__What you have to do__: How many of the lines below have "Some" in them? Say the number and nothing more.

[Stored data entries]
↓
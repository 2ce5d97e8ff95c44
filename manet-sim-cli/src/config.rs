use manet_sim_engine::SimError;
use manet_sim_models::ProtocolKind;
use serde::Deserialize;

/// The recognized configuration record (§6 External Interfaces).
///
/// `seed` is an addition beyond the distilled record: without it, two
/// runs of the same scenario pick different RNG streams and can't be
/// reproduced for debugging or for the test suite.
#[derive(Debug, Clone, Deserialize)]
pub struct RunConfig {
    pub num_nodes: usize,
    pub area_size: f64,
    pub protocol: ProtocolKind,
    pub sim_time: f64,
    pub traffic_load: f64,
    pub node_speed: f64,
    pub tx_range: f64,
    pub pause_time: f64,
    pub seed: Option<u64>,
}

impl Default for RunConfig {
    fn default() -> RunConfig {
        RunConfig {
            num_nodes: 50,
            area_size: 1000.0,
            protocol: ProtocolKind::Aodv,
            sim_time: 60.0,
            traffic_load: 10.0,
            node_speed: 5.0,
            tx_range: 100.0,
            pause_time: 2.0,
            seed: None,
        }
    }
}

impl RunConfig {
    /// Rejects any parameter the core can't run with, before a single
    /// process is spawned (§7: "`InvalidConfig` ... reported
    /// synchronously to the caller before any process is spawned").
    pub fn validate(&self) -> Result<(), SimError> {
        let reason = if self.num_nodes < 2 {
            Some("num_nodes must be at least 2".to_string())
        } else if self.area_size <= 0.0 {
            Some("area_size must be positive".to_string())
        } else if self.sim_time <= 0.0 {
            Some("sim_time must be positive".to_string())
        } else if self.traffic_load <= 0.0 {
            Some("traffic_load must be positive".to_string())
        } else if self.node_speed < 0.0 {
            // zero is a valid, and tested, stationary-node configuration
            // (spec scenario S1); only a negative speed is nonsensical.
            Some("node_speed must not be negative".to_string())
        } else if self.tx_range <= 0.0 {
            Some("tx_range must be positive".to_string())
        } else if self.pause_time <= 0.0 {
            Some("pause_time must be positive".to_string())
        } else {
            None
        };

        match reason {
            Some(reason) => Err(SimError::InvalidConfig { reason }),
            None => Ok(()),
        }
    }

    pub fn area(&self) -> (f64, f64) {
        (self.area_size, self.area_size)
    }
}

#[cfg(test)]
mod tests {
    use super::*;

    #[test]
    fn default_config_is_valid() {
        assert!(RunConfig::default().validate().is_ok());
    }

    #[test]
    fn rejects_too_few_nodes() {
        let config = RunConfig {
            num_nodes: 1,
            ..RunConfig::default()
        };
        assert!(matches!(config.validate(), Err(SimError::InvalidConfig { .. })));
    }

    #[test]
    fn rejects_non_positive_tx_range() {
        let config = RunConfig {
            tx_range: 0.0,
            ..RunConfig::default()
        };
        assert!(matches!(config.validate(), Err(SimError::InvalidConfig { .. })));
    }
}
↑
__Exercise output__: 8